[Collected data entries]
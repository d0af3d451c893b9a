//! Prompts and response schemas for each gateway operation.

use draftcheck_llm::ResponseSchema;

use crate::models::analysis::{AiLabel, ClaimStatus, Severity, SuggestionType};

pub(super) const EDITOR_SYSTEM_PROMPT: &str =
    "You are a meticulous copy editor and fact checker for long-form writing. \
     Quote the author's text exactly as written when referring to it.";

pub(super) fn grammar_prompt(text: &str) -> String {
    format!(
        "Review the following text for grammar, spelling, style and clarity problems.\n\
         For every problem return one item where:\n\
         - originalText is the exact, verbatim span from the text (copy it character for character)\n\
         - suggestedText is the replacement for that span only\n\
         - explanation is one short sentence\n\
         - type is Grammar, Spelling, Style or Clarity\n\
         - severity is Critical, Major or Minor\n\
         Return an empty array if the text has no problems.\n\n\
         Text:\n{text}"
    )
}

pub(super) fn sources_prompt(prefix: &str) -> String {
    format!(
        "Search the web for reliable sources that support or discuss the factual \
         statements in the following text. Briefly state which statements are \
         backed by what you found.\n\n\
         Text:\n{prefix}"
    )
}

pub(super) fn claims_prompt(text: &str) -> String {
    format!(
        "Identify each distinct factual claim in the following text and fact-check it \
         with a web search.\n\
         For every claim return:\n\
         - claim: the claim as stated\n\
         - status: Verified, Questionable, False or Unverifiable\n\
         - explanation: what the evidence shows, in one or two sentences\n\
         - sources: the pages you relied on, each with url and title\n\
         Return an empty array if the text makes no factual claims.\n\n\
         Text:\n{text}"
    )
}

pub(super) fn summary_prompt(text: &str) -> String {
    format!(
        "Summarize the following text in one concise paragraph. Keep the author's \
         main argument and key findings; do not add opinions.\n\n\
         Text:\n{text}"
    )
}

pub(super) fn ai_detection_prompt(prefix: &str) -> String {
    format!(
        "Estimate how likely it is that the following text was written by an AI model.\n\
         Return:\n\
         - score: an integer from 0 (certainly human) to 100 (certainly AI)\n\
         - label: Likely Human, Mixed Signals or Likely AI-Generated\n\
         - explanation: the stylistic signals behind the score, in two sentences at most\n\n\
         Text:\n{prefix}"
    )
}

pub(super) const TRANSCRIBE_PROMPT: &str =
    "Transcribe all text in this file verbatim. Preserve paragraphs and line breaks. \
     Do not summarize, translate, correct or comment on the content. \
     Output only the transcribed text.";

pub(super) fn suggestions_schema() -> ResponseSchema {
    ResponseSchema::array(
        Some("Problems found in the text"),
        ResponseSchema::object(
            None,
            vec![
                ("originalText", ResponseSchema::string(Some("Verbatim span from the text"))),
                ("suggestedText", ResponseSchema::string(Some("Replacement for the span"))),
                ("explanation", ResponseSchema::string(None)),
                ("type", ResponseSchema::string_enum(None, &SuggestionType::ALL)),
                ("severity", ResponseSchema::string_enum(None, &Severity::ALL)),
            ],
        ),
    )
}

pub(super) fn claims_schema() -> ResponseSchema {
    let source = ResponseSchema::object(
        None,
        vec![
            ("url", ResponseSchema::string(None)),
            ("title", ResponseSchema::string(None)),
            ("snippet", ResponseSchema::string(None)),
        ],
    )
    .optional("snippet");

    ResponseSchema::array(
        Some("Fact-checked claims"),
        ResponseSchema::object(
            None,
            vec![
                ("claim", ResponseSchema::string(None)),
                ("status", ResponseSchema::string_enum(None, &ClaimStatus::ALL)),
                ("explanation", ResponseSchema::string(None)),
                ("sources", ResponseSchema::array(None, source)),
            ],
        ),
    )
}

pub(super) fn ai_detection_schema() -> ResponseSchema {
    ResponseSchema::object(
        Some("AI authorship estimate"),
        vec![
            ("score", ResponseSchema::integer(Some("0 to 100"))),
            ("label", ResponseSchema::string_enum(None, &AiLabel::ALL)),
            ("explanation", ResponseSchema::string(None)),
        ],
    )
}
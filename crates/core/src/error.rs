//! Core Error Types
//!
//! Defines the foundational error types used across the DraftCheck workspace.
//! These error types are dependency-free (only thiserror + std) to keep the core
//! crate lightweight.
//!
//! The application crate wraps these in its own `AppError` alongside
//! provider and storage failures.

use thiserror::Error;

/// Core error type for the DraftCheck workspace.
#[derive(Error, Debug)]
pub enum CoreError {
    /// Configuration errors
    #[error("Configuration error: {0}")]
    Config(String),

    /// File I/O errors
    #[error("I/O error: {0}")]
    Io(#[from] std::io::Error),

    /// JSON serialization/deserialization errors
    #[error("Serialization error: {0}")]
    Serialization(#[from] serde_json::Error),

    /// Validation errors (bad ranges, out-of-bounds offsets, empty input)
    #[error("Validation error: {0}")]
    Validation(String),

    /// Parse errors
    #[error("Parse error: {0}")]
    Parse(String),

    /// Generic internal errors
    #[error("Internal error: {0}")]
    Internal(String),
}

/// Result type alias for core errors
pub type CoreResult<T> = Result<T, CoreError>;

impl CoreError {
    /// Create a config error
    pub fn config(msg: impl Into<String>) -> Self {
        Self::Config(msg.into())
    }

    /// Create a validation error
    pub fn validation(msg: impl Into<String>) -> Self {
        Self::Validation(msg.into())
    }

    /// Create a parse error
    pub fn parse(msg: impl Into<String>) -> Self {
        Self::Parse(msg.into())
    }

    /// Create an internal error
    pub fn internal(msg: impl Into<String>) -> Self {
        Self::Internal(msg.into())
    }
}

/// Convert CoreError to a string
impl From<CoreError> for String {
    fn from(err: CoreError) -> String {
        err.to_string()
    }
}
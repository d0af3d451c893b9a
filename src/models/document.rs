//! Document Model
//!
//! The text being edited, with the title shown above it.

use serde::{Deserialize, Serialize};

/// Title used for the built-in sample and for pasted text
pub const UNTITLED: &str = "Untitled Document";

const SAMPLE_TEXT: &str = "The study aims to utilize a qualitative approach to understand \
how remote teams communicate. Researchers has interviewed twenty participants across \
three companies. Remote work was first introduced in 1973 by NASA engineer Jack Nilles, \
who coined the term telecommuting. The results suggests that asynchronous tools reduce \
meeting load, however they also increase the time it takes to reach a decision.";

/// A single document owned by the active session
#[derive(Debug, Clone, PartialEq, Eq, Serialize, Deserialize)]
pub struct Document {
    pub text: String,
    pub title: String,
}

impl Document {
    pub fn new(title: impl Into<String>, text: impl Into<String>) -> Self {
        Self {
            text: text.into(),
            title: title.into(),
        }
    }

    /// The placeholder document a fresh session starts with
    pub fn sample() -> Self {
        Self::new(UNTITLED, SAMPLE_TEXT)
    }

    /// Whitespace-only text counts as empty
    pub fn is_blank(&self) -> bool {
        self.text.trim().is_empty()
    }

    pub fn word_count(&self) -> usize {
        self.text.split_whitespace().count()
    }

    pub fn char_count(&self) -> usize {
        self.text.chars().count()
    }
}

impl Default for Document {
    fn default() -> Self {
        Self::sample()
    }
}
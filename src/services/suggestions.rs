//! Suggestion Application Engine
//!
//! Commits accepted corrections into the document and retires them from the
//! pending list.
//!
//! Matching is a literal, case-sensitive search for the first occurrence of
//! the suggestion's original text. When the text is no longer there (edited
//! since the scan, or never reproduced exactly by the model) the document is
//! left untouched. Either way the suggestion leaves the pending list.

use serde::{Deserialize, Serialize};

use draftcheck_core::replace_first;

use crate::models::analysis::Suggestion;
use crate::models::document::Document;

/// What happened to the document when a suggestion was accepted
#[derive(Debug, Clone, Copy, PartialEq, Eq, Serialize, Deserialize)]
#[serde(rename_all = "snake_case")]
pub enum ApplyOutcome {
    /// The first occurrence was replaced
    Applied,
    /// The original text was not found; the document is unchanged
    TextNotFound,
    /// No pending suggestion has this id
    UnknownSuggestion,
}

/// Totals for accepting every pending suggestion
#[derive(Debug, Clone, Copy, Default, PartialEq, Eq, Serialize, Deserialize)]
pub struct ApplyAllReport {
    pub applied: usize,
    pub not_found: usize,
}

/// Apply one suggestion and remove it (by id) from `pending`.
pub fn apply_suggestion(
    document: &mut Document,
    pending: &mut Vec<Suggestion>,
    suggestion: &Suggestion,
) -> ApplyOutcome {
    let outcome = match replace_first(
        &document.text,
        &suggestion.original_text,
        &suggestion.suggested_text,
    ) {
        Some(updated) => {
            document.text = updated;
            ApplyOutcome::Applied
        }
        None => {
            tracing::debug!(id = %suggestion.id, "Original text not found, document unchanged");
            ApplyOutcome::TextNotFound
        }
    };
    pending.retain(|s| s.id != suggestion.id);
    outcome
}

/// Look up a pending suggestion by id and apply it.
pub fn apply_by_id(document: &mut Document, pending: &mut Vec<Suggestion>, id: &str) -> ApplyOutcome {
    match pending.iter().find(|s| s.id == id).cloned() {
        Some(suggestion) => apply_suggestion(document, pending, &suggestion),
        None => ApplyOutcome::UnknownSuggestion,
    }
}

/// Apply every pending suggestion in list order.
///
/// Each application sees the text left by the previous one.
pub fn apply_all(document: &mut Document, pending: &mut Vec<Suggestion>) -> ApplyAllReport {
    let mut report = ApplyAllReport::default();
    for suggestion in pending.clone() {
        match apply_suggestion(document, pending, &suggestion) {
            ApplyOutcome::Applied => report.applied += 1,
            _ => report.not_found += 1,
        }
    }
    report
}

/// Drop a suggestion without touching the document.
pub fn dismiss(pending: &mut Vec<Suggestion>, id: &str) -> bool {
    let before = pending.len();
    pending.retain(|s| s.id != id);
    pending.len() != before
}

#[cfg(test)]
mod tests {
    use super::*;
    use crate::models::analysis::{Severity, SuggestionType};

    fn suggestion(id: &str, original: &str, suggested: &str) -> Suggestion {
        Suggestion {
            id: id.to_string(),
            original_text: original.to_string(),
            suggested_text: suggested.to_string(),
            explanation: String::new(),
            suggestion_type: SuggestionType::Style,
            severity: Severity::Minor,
        }
    }

    #[test]
    fn test_apply_replaces_first_occurrence_only() {
        let mut doc = Document::new(
            "t",
            "We utilize a qualitative lens. Later we utilize a qualitative survey.",
        );
        let s = suggestion("sug-0-1", "utilize a qualitative", "use a qualitative");
        let mut pending = vec![s.clone(), suggestion("sug-1-1", "lens", "view")];

        let outcome = apply_suggestion(&mut doc, &mut pending, &s);

        assert_eq!(outcome, ApplyOutcome::Applied);
        assert_eq!(
            doc.text,
            "We use a qualitative lens. Later we utilize a qualitative survey."
        );
        assert_eq!(pending.len(), 1);
        assert_eq!(pending[0].id, "sug-1-1");
    }

    #[test]
    fn test_apply_missing_text_is_silent_noop_but_removes() {
        let mut doc = Document::new("t", "Nothing to see here.");
        let s = suggestion("sug-0-1", "utilize a qualitative", "use a qualitative");
        let mut pending = vec![s.clone()];

        let outcome = apply_suggestion(&mut doc, &mut pending, &s);

        assert_eq!(outcome, ApplyOutcome::TextNotFound);
        assert_eq!(doc.text, "Nothing to see here.");
        assert!(pending.is_empty());
    }

    #[test]
    fn test_apply_is_case_sensitive() {
        let mut doc = Document::new("t", "Utilize a Qualitative approach");
        let s = suggestion("a", "utilize a qualitative", "use a qualitative");
        let mut pending = vec![s.clone()];
        assert_eq!(apply_suggestion(&mut doc, &mut pending, &s), ApplyOutcome::TextNotFound);
        assert_eq!(doc.text, "Utilize a Qualitative approach");
    }

    #[test]
    fn test_apply_by_unknown_id() {
        let mut doc = Document::new("t", "text");
        let mut pending = vec![suggestion("a", "text", "words")];
        assert_eq!(
            apply_by_id(&mut doc, &mut pending, "missing"),
            ApplyOutcome::UnknownSuggestion
        );
        assert_eq!(pending.len(), 1);
        assert_eq!(doc.text, "text");
    }

    #[test]
    fn test_apply_all_in_order() {
        let mut doc = Document::new("t", "Researchers has found that results suggests more.");
        let mut pending = vec![
            suggestion("a", "has found", "have found"),
            suggestion("b", "results suggests", "results suggest"),
            suggestion("c", "absent phrase", "whatever"),
        ];
        let report = apply_all(&mut doc, &mut pending);
        assert_eq!(report, ApplyAllReport { applied: 2, not_found: 1 });
        assert_eq!(doc.text, "Researchers have found that results suggest more.");
        assert!(pending.is_empty());
    }

    #[test]
    fn test_dismiss() {
        let mut pending = vec![suggestion("a", "x", "y"), suggestion("b", "x", "z")];
        assert!(dismiss(&mut pending, "a"));
        assert!(!dismiss(&mut pending, "a"));
        assert_eq!(pending.len(), 1);
    }
}
//! Keyring Integration
//!
//! Secure secret storage using OS-native keyring (Credential Manager, Keychain, Secret Service).

use keyring::Entry;

use crate::utils::error::{AppError, AppResult};

/// Service name used for keyring entries
const SERVICE_NAME: &str = "draftcheck";

/// Account holding the Gemini API key
pub const GEMINI_ACCOUNT: &str = "gemini";

/// Account holding the proxy password
pub const PROXY_ACCOUNT: &str = "proxy";

/// Keyring service for secure secret storage
#[derive(Debug, Default, Clone, Copy)]
pub struct KeyringService;

impl KeyringService {
    /// Create a new keyring service
    pub fn new() -> Self {
        Self
    }

    fn entry(account: &str) -> AppResult<Entry> {
        Entry::new(SERVICE_NAME, account)
            .map_err(|e| AppError::keyring(format!("Failed to create keyring entry: {}", e)))
    }

    /// Store a secret under an account
    pub fn set_secret(&self, account: &str, secret: &str) -> AppResult<()> {
        if secret.trim().is_empty() {
            return Err(AppError::validation("Refusing to store an empty secret"));
        }
        Self::entry(account)?
            .set_password(secret)
            .map_err(|e| AppError::keyring(format!("Failed to store secret: {}", e)))
    }

    /// Retrieve the secret for an account
    pub fn get_secret(&self, account: &str) -> AppResult<Option<String>> {
        match Self::entry(account)?.get_password() {
            Ok(password) => Ok(Some(password)),
            Err(keyring::Error::NoEntry) => Ok(None),
            Err(e) => Err(AppError::keyring(format!(
                "Failed to retrieve secret: {}",
                e
            ))),
        }
    }

    /// Delete the secret for an account
    pub fn delete_secret(&self, account: &str) -> AppResult<()> {
        match Self::entry(account)?.delete_credential() {
            Ok(_) => Ok(()),
            Err(keyring::Error::NoEntry) => Ok(()), // Already deleted, not an error
            Err(e) => Err(AppError::keyring(format!(
                "Failed to delete secret: {}",
                e
            ))),
        }
    }

    pub fn set_gemini_key(&self, key: &str) -> AppResult<()> {
        self.set_secret(GEMINI_ACCOUNT, key.trim())
    }

    pub fn gemini_key(&self) -> AppResult<Option<String>> {
        self.get_secret(GEMINI_ACCOUNT)
    }

    pub fn delete_gemini_key(&self) -> AppResult<()> {
        self.delete_secret(GEMINI_ACCOUNT)
    }

    /// Check if the keyring service is healthy (can access the keyring)
    pub fn is_healthy(&self) -> bool {
        Entry::new(SERVICE_NAME, "health_check").is_ok()
    }
}

#[cfg(test)]
mod tests {
    use super::*;

    #[test]
    fn test_empty_secret_rejected() {
        let service = KeyringService::new();
        let err = service.set_secret(GEMINI_ACCOUNT, "   ").unwrap_err();
        assert!(matches!(err, AppError::Validation(_)));
    }

    // Round-trips through the OS keyring need a platform secret store and
    // are left to manual runs.
}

AIM OF THE TASK ▸ What is needed is each line of the entries that contains the word "analysis".

TASK RESPONSE ▸
use crate::models::analysis::{AiLabel, ClaimStatus, Severity, SuggestionType};
use crate::models::analysis::Suggestion;
    use crate::models::analysis::{Severity, SuggestionType};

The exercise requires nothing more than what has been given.